BEGIN Information provided
impl TreeCache {
    /// Connect a session for the subtree rooted at `root` (absolute path).
    pub async fn open(
        connector: Arc<dyn StoreConnector>,
        root: impl Into<String>,
    ) -> Result<Self, CacheError> {
        let root = normalize_root(root.into());
        let (session, events) = connector.connect().await?;
        Ok(Self {
            shared: Arc::new(Shared {
                connector,
                root,
                session: Mutex::new(Some(session)),
                events: Mutex::new(Some(events)),
                state: Mutex::new(CacheState::default()),
                cancel: CancellationToken::new(),
            }),
        })
    }

    /// Take the initial snapshot and start the watcher task.
    ///
    /// Creates the root if absent (non-ephemeral), walks the subtree depth
    /// first with watches installed, and fires `on_create` for every node
    /// that already has a value.
    pub async fn start(&self) -> Result<(), CacheError> {
        let session = self.shared.current_session()?;
        ensure_root(&session, &self.shared.root).await?;
        bootstrap(&self.shared, &session).await?;

        let rx = self
            .shared
            .events
            .lock()
            .take()
            .ok_or(CacheError::Closed)?;
        tokio::spawn(run_events(Arc::clone(&self.shared), rx));
        Ok(())
    }

    /// Single-node read. `None` for a missing node or an empty value.
    pub async fn get(&self, key: &str) -> Result<Option<Value>, CacheError> {
        let session = self.shared.current_session()?;
        let abs = paths::join(&self.shared.root, key);
        match session.get(&abs, false).await? {
            Some((data, _)) if !data.is_empty() => Ok(Some(decode_bytes(&data))),
            _ => Ok(None),
        }
    }

    /// Write a value, creating any missing ancestors with empty values.
    pub async fn put(&self, key: &str, value: &Value) -> Result<(), CacheError> {
        self.put_node(key, value, false).await
    }

    /// Like [`put`](Self::put), but the leaf dies with this session.
    pub async fn put_ephemeral(&self, key: &str, value: &Value) -> Result<(), CacheError> {
        self.put_node(key, value, true).await
    }

    async fn put_node(&self, key: &str, value: &Value, ephemeral: bool) -> Result<(), CacheError> {
        let session = self.shared.current_session()?;
        let abs = paths::join(&self.shared.root, key);
        let bytes = codec::encode(value)?.into_bytes();

        let mut missing = Vec::new();
        for ancestor in paths::ancestors_below(&abs, &self.shared.root) {
            if session.exists(ancestor).await? {
                break;
            }
            missing.push(ancestor.to_string());
        }
        for ancestor in missing.iter().rev() {
            match session.create(ancestor, b"", false).await {
                Ok(()) | Err(StoreError::NodeExists(_)) => {}
                Err(e) => return Err(e.into()),
            }
        }

        match session.create(&abs, &bytes, ephemeral).await {
            Ok(()) => Ok(()),
            Err(StoreError::NodeExists(_)) => Ok(session.set(&abs, &bytes).await?),
            Err(e) => Err(e.into()),
        }
    }

    /// Delete the leaf; with `remove_empty_parents`, walk ancestors removing
    /// each that has no value and no children.
    pub async fn delete(&self, key: &str, remove_empty_parents: bool) -> Result<(), CacheError> {
        let session = self.shared.current_session()?;
        let abs = paths::join(&self.shared.root, key);
        match session.delete(&abs).await {
            Ok(()) | Err(StoreError::NoNode(_)) => {}
            Err(e) => return Err(e.into()),
        }

        if remove_empty_parents {
            for ancestor in paths::ancestors_below(&abs, &self.shared.root) {
                let empty_value = match session.get(ancestor, false).await? {
                    Some((data, _)) => data.is_empty(),
                    None => break,
                };
                let no_children = match session.children(ancestor, false).await {
                    Ok(kids) => kids.is_empty(),
                    Err(StoreError::NoNode(_)) => break,
                    Err(e) => return Err(e.into()),
                };
                if !(empty_value && no_children) {
                    break;
                }
                match session.delete(ancestor).await {
                    Ok(()) | Err(StoreError::NoNode(_)) | Err(StoreError::NotEmpty(_)) => {}
                    Err(e) => return Err(e.into()),
                }
            }
        }
        Ok(())
    }

    /// Visit every node under `subpath` depth first, skipping intermediate
    /// nodes whose value is empty. Paths passed to the visitor are relative
    /// to the cache root.
    pub async fn each_pair(
        &self,
        subpath: &str,
        mut visit: impl FnMut(&str, &Value),
    ) -> Result<(), CacheError> {
        let session = self.shared.current_session()?;
        let start = paths::join(&self.shared.root, subpath);
        let mut stack = vec![start];
        while let Some(path) = stack.pop() {
            let Some((data, stat)) = session.get(&path, false).await? else {
                continue;
            };
            if !data.is_empty() {
                if let Some(rel) = paths::relative(&self.shared.root, &path) {
                    visit(rel, &decode_bytes(&data));
                }
            }
            if !stat.ephemeral {
                match session.children(&path, false).await {
                    Ok(kids) => {
                        // Reverse so the stack pops in lexicographic order.
                        for kid in kids.into_iter().rev() {
                            stack.push(paths::join(&path, &kid));
                        }
                    }
                    Err(StoreError::NoNode(_)) => {}
                    Err(e) => return Err(e.into()),
                }
            }
        }
        Ok(())
    }

    /// Subscribe to node creations. `pattern` is an exact relative path or
    /// the `"*"` wildcard. Callback args: (relative path, value, version).
    pub fn on_create(
        &self,
        pattern: impl Into<String>,
        callback: impl Fn(&str, &Value, i64) + Send + Sync + 'static,
    ) {
        self.shared.state.lock().create_subs.push((pattern.into(), Arc::new(callback)));
    }

    /// Subscribe to value updates.
    pub fn on_update(
        &self,
        pattern: impl Into<String>,
        callback: impl Fn(&str, &Value, i64) + Send + Sync + 'static,
    ) {
        self.shared.state.lock().update_subs.push((pattern.into(), Arc::new(callback)));
    }

    /// Subscribe to node deletions. Callback arg: relative path.
    pub fn on_delete(
        &self,
        pattern: impl Into<String>,
        callback: impl Fn(&str) + Send + Sync + 'static,
    ) {
        self.shared.state.lock().delete_subs.push((pattern.into(), Arc::new(callback)));
    }

    /// Release the session and stop all callbacks.
    pub async fn close(&self) {
        self.shared.cancel.cancel();
        let session = self.shared.session.lock().take();
        if let Some(session) = session {
            session.close().await;
        }
    }

    /// The absolute root this cache mirrors.
    pub fn root(&self) -> &str {
        &self.shared.root
    }
}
END Information provided
▸ **Work task**: Go through the entries above and report each line with the string "break" in it.

▸ **Task solution**:
                break;
                    None => break,
                    Err(StoreError::NoNode(_)) => break,
                    break;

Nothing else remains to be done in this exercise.